Mesa County on Monday imposed a yearlong moratorium on the growth, sale and distribution of medical marijuana in unincorporated areas of the county, giving officials time to study the county’s ability to regulate the business.

Commissioners Steve Acquafresca and Craig Meis approved the moratorium, which goes into effect immediately and prohibits applications for marijuana-related businesses or land uses. Commissioner Janet Rowland was absent from the meeting.

Existing dispensaries aren’t affected.

The county joins the city of Grand Junction and town of Palisade in implementing time-outs on the industry, which has exploded in the last several months in Colorado.
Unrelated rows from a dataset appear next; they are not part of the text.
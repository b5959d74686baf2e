//! Shared test fixtures: a canonical [`NegotiationConfig`] used across
//! unit tests so examples stay consistent without every test hand-rolling
//! its own numbers.

use crate::types::{NegotiationConfig, PriceParameter, Priority, TermsParameter};
use std::collections::HashMap;

/// A representative config: price-weighted 0.6/terms 0.4, Net30/60/90
/// terms ladder, accept/escalate/walkaway at 0.70/0.50/0.30.
pub fn base_config() -> NegotiationConfig {
    let mut utility_map = HashMap::new();
    utility_map.insert("Net30".to_string(), 0.2);
    utility_map.insert("Net60".to_string(), 0.6);
    utility_map.insert("Net90".to_string(), 1.0);

    NegotiationConfig {
        total_price: PriceParameter {
            weight: 0.6,
            anchor: 850.0,
            target: 1000.0,
            max_acceptable: 1250.0,
            concession_step: 66.0,
        },
        payment_terms: TermsParameter {
            weight: 0.4,
            options: vec!["Net30".into(), "Net60".into(), "Net90".into()],
            utility_map,
        },
        delivery: None,
        accept_threshold: 0.70,
        escalate_threshold: 0.50,
        walkaway_threshold: 0.30,
        max_rounds: 6,
        priority: Priority::Medium,
        dynamic_rounds: None,
        adaptive_features: None,
    }
}
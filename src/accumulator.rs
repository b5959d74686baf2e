//! C2 — offer accumulation across rounds.
//!
//! A vendor rarely states every field in one message. The accumulator
//! folds each newly-parsed [`Offer`] onto the running [`AccumulatedOffer`],
//! tracking which messages contributed and whether the result is
//! complete enough to evaluate.

use crate::types::{AccumulatedOffer, Offer, OfferField};
use uuid::Uuid;

/// Fold a newly parsed offer onto the running accumulation.
///
/// `prior` is the accumulation before this message; `new_offer` is what
/// [`crate::parser::parse_offer`] extracted from the latest vendor
/// message; `message_id` identifies the contributing message.
pub fn accumulate(prior: &AccumulatedOffer, new_offer: &Offer, message_id: Uuid) -> AccumulatedOffer {
    // A message that restates both price and terms is a fresh complete
    // offer, not an increment — prior partial fields (e.g. a stray
    // delivery_days from an earlier, unrelated message) don't carry
    // forward onto it.
    let merged = if new_offer.has_price_and_terms() {
        new_offer.clone()
    } else {
        prior.offer.merged_with(new_offer)
    };
    let provided_fields = merged.provided_fields();
    let missing_fields = missing_required_fields(&provided_fields);

    let mut source_message_ids = prior.source_message_ids.clone();
    if !new_offer.provided_fields().is_empty() {
        source_message_ids.push(message_id);
    }

    AccumulatedOffer {
        is_complete: merged.has_price_and_terms(),
        offer: merged,
        provided_fields,
        missing_fields,
        source_message_ids,
    }
}

fn missing_required_fields(provided: &[OfferField]) -> Vec<OfferField> {
    [OfferField::TotalPrice, OfferField::PaymentTerms]
        .into_iter()
        .filter(|f| !provided.contains(f))
        .collect()
}

#[cfg(test)]
mod tests {
    use super::*;

    #[test]
    fn test_accumulate_combines_partial_offers() {
        let prior = AccumulatedOffer::empty();
        let first = Offer {
            total_price: Some(1000.0),
            ..Offer::empty()
        };
        let msg1 = Uuid::new_v4();
        let after_first = accumulate(&prior, &first, msg1);
        assert!(!after_first.is_complete);
        assert_eq!(after_first.missing_fields, vec![OfferField::PaymentTerms]);

        let second = Offer {
            payment_terms: Some("Net30".to_string()),
            ..Offer::empty()
        };
        let msg2 = Uuid::new_v4();
        let after_second = accumulate(&after_first, &second, msg2);
        assert!(after_second.is_complete);
        assert!(after_second.missing_fields.is_empty());
        assert_eq!(after_second.source_message_ids, vec![msg1, msg2]);
    }

    #[test]
    fn test_accumulate_newer_value_overrides_older() {
        let prior = AccumulatedOffer::empty();
        let first = Offer {
            total_price: Some(1000.0),
            payment_terms: Some("Net30".to_string()),
            ..Offer::empty()
        };
        let after_first = accumulate(&prior, &first, Uuid::new_v4());

        let revised = Offer {
            total_price: Some(950.0),
            ..Offer::empty()
        };
        let after_revision = accumulate(&after_first, &revised, Uuid::new_v4());
        assert_eq!(after_revision.offer.total_price, Some(950.0));
        assert_eq!(
            after_revision.offer.payment_terms,
            Some("Net30".to_string())
        );
    }

    #[test]
    fn test_accumulate_message_with_no_fields_not_recorded_as_source() {
        let prior = AccumulatedOffer::empty();
        let empty_msg = Offer::empty();
        let after = accumulate(&prior, &empty_msg, Uuid::new_v4());
        assert!(after.source_message_ids.is_empty());
    }

    #[test]
    fn test_fresh_complete_offer_discards_stray_prior_fields() {
        let prior = AccumulatedOffer::empty();
        let earlier = Offer {
            delivery_days: Some(14),
            ..Offer::empty()
        };
        let after_earlier = accumulate(&prior, &earlier, Uuid::new_v4());
        assert!(!after_earlier.is_complete);

        let complete = Offer {
            total_price: Some(950.0),
            payment_terms: Some("Net30".to_string()),
            ..Offer::empty()
        };
        let msg = Uuid::new_v4();
        let after_complete = accumulate(&after_earlier, &complete, msg);

        let from_fresh = accumulate(&AccumulatedOffer::empty(), &complete, msg);
        assert_eq!(after_complete.offer, from_fresh.offer);
        assert_eq!(after_complete.offer.delivery_days, None);
    }
}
The city of Fruita imposed regulations in December that restrict where shops that sell and distribute marijuana can locate.

Acquafresca said now is an appropriate time to enact a moratorium because those in Grand Junction and Palisade could push dispensaries into the county, and because officials don’t know whether regulations being contemplated by the state Legislature will be adequate, if any are adopted at all.

County officials admit they don’t know how many dispensaries operate in the unincorporated areas or where they are located. Unlike Palisade and Grand Junction, which can track dispensaries through the sales-tax licenses they issue, Mesa County’s sales-tax licenses are issued by the state, making it more difficult for the county to track.

Land Use and Development Division Director Linda Dannenberger said it’s only been in the last two or three months that the county has fielded inquiries about permitting dispensaries. But she said none that exist applied for or received a permit. If they had, they likely would have been rejected.

“We don’t have any place in our (land-use code) where this sort of land use would fit,” said Donna Ross, county development services and code enforcement director.

Meis directed county code-enforcement staff to examine dispensaries operating out of homes to ensure they are abiding by the county’s home-based business guidelines. He also inquired as to whether the county could ban dispensaries because it may not be able to provide the level of services needed to oversee their operations.

Assistant County Attorney David Frankel said he doubted the courts would uphold such a ban.